Jeff Kruger opened 'Jazz at the Flamingo' on August 29th, 1952 at the Mapleton Restaurant in Coventry Street. It was the first 'luxury' jazz club and set the scene for a club 'war' between the old fashioned Feldman, the '51, the Flamingo and a short lived venture called the Bandbox in Leicester Square. Tony Kinsey was the resident leader for eight years with various small groups and many star names. The Flamingo moved to new premises in April 1957 in Wardour Street.
Kenny Graham's Afro-Cubists disbanded in March. Britain's only original sounding jazz group they were an artistic success but a commercial disaster and Kenny could not keep going. They reformed for record dates for several years after.
By 1952 British jazz had absorbed four years of bebop and was moving in other directions with new people appearing on the scene. British jazz was now mixing a 'cool' Miles Davis nine piece band sound with the hard relentless earlier bebop sound to provide a less frenetic and hopefully a more commercial music. The list and notes below cover some of the jazz records made in 1952. A number of interesting recording sessions, many still having a bebop influence, took place during this this year.

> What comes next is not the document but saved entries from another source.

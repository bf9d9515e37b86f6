//! Human-approval protocol (spec §4.7), grounded on the original
//! `ApprovalManager`: channel selection, timeout-driven escalation, a
//! pending-request ledger, and result notification.

use std::sync::Arc;
use std::time::Duration;

use chrono::Utc;
use dashmap::DashMap;
use serde_json::{json, Value};
use tokio::task::JoinHandle;
use tracing::{info, warn};
use uuid::Uuid;

use crate::channel_hub::{ClientType, LiveChannelHub};
use crate::metrics::EngineMetrics;
use crate::mutation_store::MutationStore;
use crate::{
    ApprovalChannel, ApprovalDecision, ApprovalPriority, ApprovalRequest, ApprovalResponse,
    MutationProposal, MutationResult, OrchestratorError, ProposalState, Result,
};

/// At most one in-flight approval per proposal; the protocol and the hub
/// together implement the duplicate-issuance-is-a-no-op rule (spec §4.7).
pub struct ApprovalManager {
    hub: Arc<LiveChannelHub>,
    metrics: Arc<EngineMetrics>,
    mutation_store: Arc<MutationStore>,
    pending: DashMap<String, ApprovalRequest>,
    by_proposal: DashMap<String, String>,
    responses: DashMap<String, ApprovalResponse>,
    timeout_handles: DashMap<String, JoinHandle<()>>,
    default_timeout_seconds: u64,
}

impl ApprovalManager {
    pub fn new(
        hub: Arc<LiveChannelHub>,
        metrics: Arc<EngineMetrics>,
        mutation_store: Arc<MutationStore>,
        default_timeout_seconds: u64,
    ) -> Self {
        Self {
            hub,
            metrics,
            mutation_store,
            pending: DashMap::new(),
            by_proposal: DashMap::new(),
            responses: DashMap::new(),
            timeout_handles: DashMap::new(),
            default_timeout_seconds,
        }
    }

    async fn select_channel(&self, user_id: &str) -> ApprovalChannel {
        if self.hub.is_connected(user_id, Some(ClientType::Editor)) {
            ApprovalChannel::LiveEditor
        } else if self.hub.is_connected(user_id, Some(ClientType::Web)) {
            ApprovalChannel::LiveWeb
        } else {
            ApprovalChannel::Auto
        }
    }

    fn generate_diff(&self, _proposal: &MutationProposal) -> Value {
        json!({"additions": [], "deletions": [], "modifications": []})
    }

    /// Request human approval for a proposal. If one is already pending for
    /// this `proposal_id`, returns the existing request instead of issuing a
    /// second one (spec §4.7 concurrency rule).
    pub async fn request_approval(
        self: &Arc<Self>,
        proposal: &MutationProposal,
        user_id: &str,
        priority: ApprovalPriority,
    ) -> Result<ApprovalRequest> {
        if let Some(existing_id) = self.by_proposal.get(&proposal.proposal_id) {
            if let Some(existing) = self.pending.get(existing_id.value()) {
                return Ok(existing.clone());
            }
        }

        let channel = self.select_channel(user_id).await;
        let timeout_seconds = self.default_timeout_seconds;
        let now = Utc::now();
        let request = ApprovalRequest {
            request_id: Uuid::new_v4().to_string(),
            proposal_id: proposal.proposal_id.clone(),
            user_id: user_id.to_string(),
            spec_id: proposal.spec_id.clone(),
            current_content: json!(proposal.current_version),
            proposed_content: proposal.proposed_changes.clone(),
            diff: self.generate_diff(proposal),
            reasoning: proposal.reasoning.clone(),
            confidence: proposal.confidence,
            priority,
            preferred_channel: channel,
            fallback_channels: vec![ApprovalChannel::LiveWeb, ApprovalChannel::Auto],
            timeout_seconds,
            created_at: now,
            expires_at: now + chrono::Duration::seconds(timeout_seconds as i64),
        };

        self.route_approval(&request).await;

        self.pending.insert(request.request_id.clone(), request.clone());
        self.by_proposal
            .insert(proposal.proposal_id.clone(), request.request_id.clone());
        self.metrics.pending_approvals.inc();

        let manager = Arc::clone(self);
        let request_id = request.request_id.clone();
        let handle = tokio::spawn(async move {
            tokio::time::sleep(Duration::from_secs(timeout_seconds)).await;
            manager.handle_timeout(&request_id).await;
        });
        self.timeout_handles.insert(request.request_id.clone(), handle);

        Ok(request)
    }

    async fn route_approval(&self, request: &ApprovalRequest) {
        let client_type = match request.preferred_channel {
            ApprovalChannel::LiveEditor => Some(ClientType::Editor),
            ApprovalChannel::LiveWeb => Some(ClientType::Web),
            ApprovalChannel::Auto => None,
        };
        if let Some(client_type) = client_type {
            self.hub.send_to_user(
                &request.user_id,
                Some(client_type),
                "approval:request",
                serde_json::to_value(request).unwrap_or(Value::Null),
            );
        }
        self.hub.send_to_user(
            &request.user_id,
            None,
            "notification",
            json!({
                "title": "Approval Required",
                "message": format!("Mutation for {} needs review", request.spec_id),
                "priority": request.priority,
            }),
        );
    }

    /// Ingest a human's decision, cancelling the scheduled timeout and
    /// resolving the proposal's fate (spec §4.7 step 5).
    pub async fn handle_response(&self, response: ApprovalResponse) -> Result<MutationResult> {
        let Some((_, request)) = self.pending.remove(&response.request_id) else {
            return Err(OrchestratorError::Approval(format!(
                "response to unknown approval request {}",
                response.request_id
            )));
        };
        self.by_proposal.remove(&request.proposal_id);
        self.metrics.pending_approvals.dec();
        if let Some((_, handle)) = self.timeout_handles.remove(&response.request_id) {
            handle.abort();
        }

        let result = match response.decision {
            ApprovalDecision::Approved | ApprovalDecision::Modified => {
                MutationResult::success(request.proposed_content.clone(), "v-next", 0)
            }
            ApprovalDecision::Rejected => MutationResult::failed(vec![]),
        };

        self.responses.insert(response.request_id.clone(), response);
        self.notify_result(&request.user_id, &result).await;
        Ok(result)
    }

    /// Fired when no response arrives within `timeout_seconds`. Synthesizes
    /// a system-issued rejection and marks the proposal `failed` directly
    /// (spec §4.7 step 4), since this path fires from a spawned task rather
    /// than through `Engine::resolve_approval`.
    pub async fn handle_timeout(&self, request_id: &str) {
        let Some((_, request)) = self.pending.remove(request_id) else {
            return;
        };
        self.by_proposal.remove(&request.proposal_id);
        self.metrics.pending_approvals.dec();
        self.timeout_handles.remove(request_id);

        let response = ApprovalResponse {
            request_id: request_id.to_string(),
            decision: ApprovalDecision::Rejected,
            modified_content: None,
            responded_via: "system".to_string(),
            user_notes: Some("Approval timeout".to_string()),
            timestamp: Utc::now(),
        };
        self.responses.insert(request_id.to_string(), response);

        if self
            .mutation_store
            .transition(
                &request.proposal_id,
                ProposalState::AwaitingApproval,
                ProposalState::Failed,
                json!({ "error": "Approval timeout" }),
            )
            .is_ok()
        {
            self.metrics.mutations_failed_total.inc();
        }

        let result = MutationResult::failed(vec!["Approval timeout".to_string()]);
        warn!(request_id, proposal_id = %request.proposal_id, "approval request timed out");
        self.notify_result(&request.user_id, &result).await;
    }

    async fn notify_result(&self, user_id: &str, result: &MutationResult) {
        info!(user_id, status = %result.status, "delivering mutation result");
        self.hub.send_to_user(
            user_id,
            None,
            "mutation:result",
            serde_json::to_value(result).unwrap_or(Value::Null),
        );
    }

    pub fn pending_count(&self) -> usize {
        self.pending.len()
    }
}

#[cfg(test)]
mod tests {
    use super::*;
    use crate::OperationType;

    fn proposal() -> MutationProposal {
        MutationProposal::new(
            "spec-1",
            OperationType::Update,
            "v1",
            json!({"description": "new text"}),
            "user-1",
        )
    }

    fn manager(metrics: Arc<EngineMetrics>, timeout_seconds: u64) -> Arc<ApprovalManager> {
        Arc::new(ApprovalManager::new(
            Arc::new(LiveChannelHub::new()),
            metrics,
            Arc::new(MutationStore::new()),
            timeout_seconds,
        ))
    }

    #[tokio::test]
    async fn duplicate_request_for_same_proposal_returns_existing() {
        let metrics = Arc::new(EngineMetrics::new().unwrap());
        let manager = manager(metrics, 300);
        let p = proposal();

        let first = manager
            .request_approval(&p, "user-1", ApprovalPriority::Normal)
            .await
            .unwrap();
        let second = manager
            .request_approval(&p, "user-1", ApprovalPriority::Normal)
            .await
            .unwrap();

        assert_eq!(first.request_id, second.request_id);
        assert_eq!(manager.pending_count(), 1);
    }

    #[tokio::test]
    async fn approved_response_resolves_to_success() {
        let metrics = Arc::new(EngineMetrics::new().unwrap());
        let manager = manager(metrics, 300);
        let p = proposal();

        let request = manager
            .request_approval(&p, "user-1", ApprovalPriority::High)
            .await
            .unwrap();

        let result = manager
            .handle_response(ApprovalResponse {
                request_id: request.request_id.clone(),
                decision: ApprovalDecision::Approved,
                modified_content: None,
                responded_via: "live-editor".to_string(),
                user_notes: None,
                timestamp: Utc::now(),
            })
            .await
            .unwrap();

        assert_eq!(result.status, "success");
        assert_eq!(manager.pending_count(), 0);
    }

    #[tokio::test]
    async fn rejected_response_resolves_to_failure() {
        let metrics = Arc::new(EngineMetrics::new().unwrap());
        let manager = manager(metrics, 300);
        let p = proposal();

        let request = manager
            .request_approval(&p, "user-1", ApprovalPriority::Normal)
            .await
            .unwrap();

        let result = manager
            .handle_response(ApprovalResponse {
                request_id: request.request_id,
                decision: ApprovalDecision::Rejected,
                modified_content: None,
                responded_via: "live-web".to_string(),
                user_notes: None,
                timestamp: Utc::now(),
            })
            .await
            .unwrap();

        assert_eq!(result.status, "failed");
    }

    #[tokio::test]
    async fn response_to_unknown_request_is_an_approval_error() {
        let metrics = Arc::new(EngineMetrics::new().unwrap());
        let manager = manager(metrics, 300);

        let err = manager
            .handle_response(ApprovalResponse {
                request_id: "does-not-exist".to_string(),
                decision: ApprovalDecision::Approved,
                modified_content: None,
                responded_via: "live-editor".to_string(),
                user_notes: None,
                timestamp: Utc::now(),
            })
            .await
            .unwrap_err();
        assert!(matches!(err, OrchestratorError::Approval(_)));
    }

    #[tokio::test(start_paused = true)]
    async fn unanswered_request_times_out_with_the_expected_reason() {
        let metrics = Arc::new(EngineMetrics::new().unwrap());
        let hub = Arc::new(LiveChannelHub::new());
        let mutation_store = Arc::new(MutationStore::new());
        let manager = Arc::new(ApprovalManager::new(hub, metrics, mutation_store.clone(), 5));
        let p = proposal();
        let proposal_id = p.proposal_id.clone();
        mutation_store.insert(p.clone()).unwrap();
        mutation_store
            .transition(&proposal_id, ProposalState::Proposed, ProposalState::Validating, json!({}))
            .unwrap();
        mutation_store
            .transition(
                &proposal_id,
                ProposalState::Validating,
                ProposalState::AwaitingApproval,
                json!({}),
            )
            .unwrap();

        let request = manager
            .request_approval(&p, "user-1", ApprovalPriority::Normal)
            .await
            .unwrap();

        tokio::time::advance(Duration::from_secs(6)).await;
        // Let the spawned timeout task run.
        tokio::task::yield_now().await;
        tokio::time::advance(Duration::from_millis(1)).await;
        tokio::task::yield_now().await;

        assert_eq!(manager.pending_count(), 0);
        let response = manager.responses.get(&request.request_id).unwrap();
        assert_eq!(response.user_notes.as_deref(), Some("Approval timeout"));
        let (_, state) = mutation_store.get(&proposal_id).unwrap();
        assert_eq!(state, ProposalState::Failed);
    }
}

The earlier period 1950 and 1951 is covered on a separate web page...

Ronnie Ball was a talented pianist who made very few records as leader. He followed in the footsteps of pianist George Shearing in emigrating to the USA in the early 1950s. For a while his trio were the house accompanists for Esquire records and made records accompanying Ronnie Scott and Victor Feldman among others. These titles were among the last that Ball recorded in the UK. Harry Klein came onto the London scene sitting in at Club Eleven, playing alto sax but changed to baritone where he became an original voice on the London scene...
Harry Klein With The Ronnie Ball Trio - January 9th, 1952 (Esquire)
Harry Klein (bs), Ronnie Ball (p), Pete Blannin (b), Tony Kinsey (d).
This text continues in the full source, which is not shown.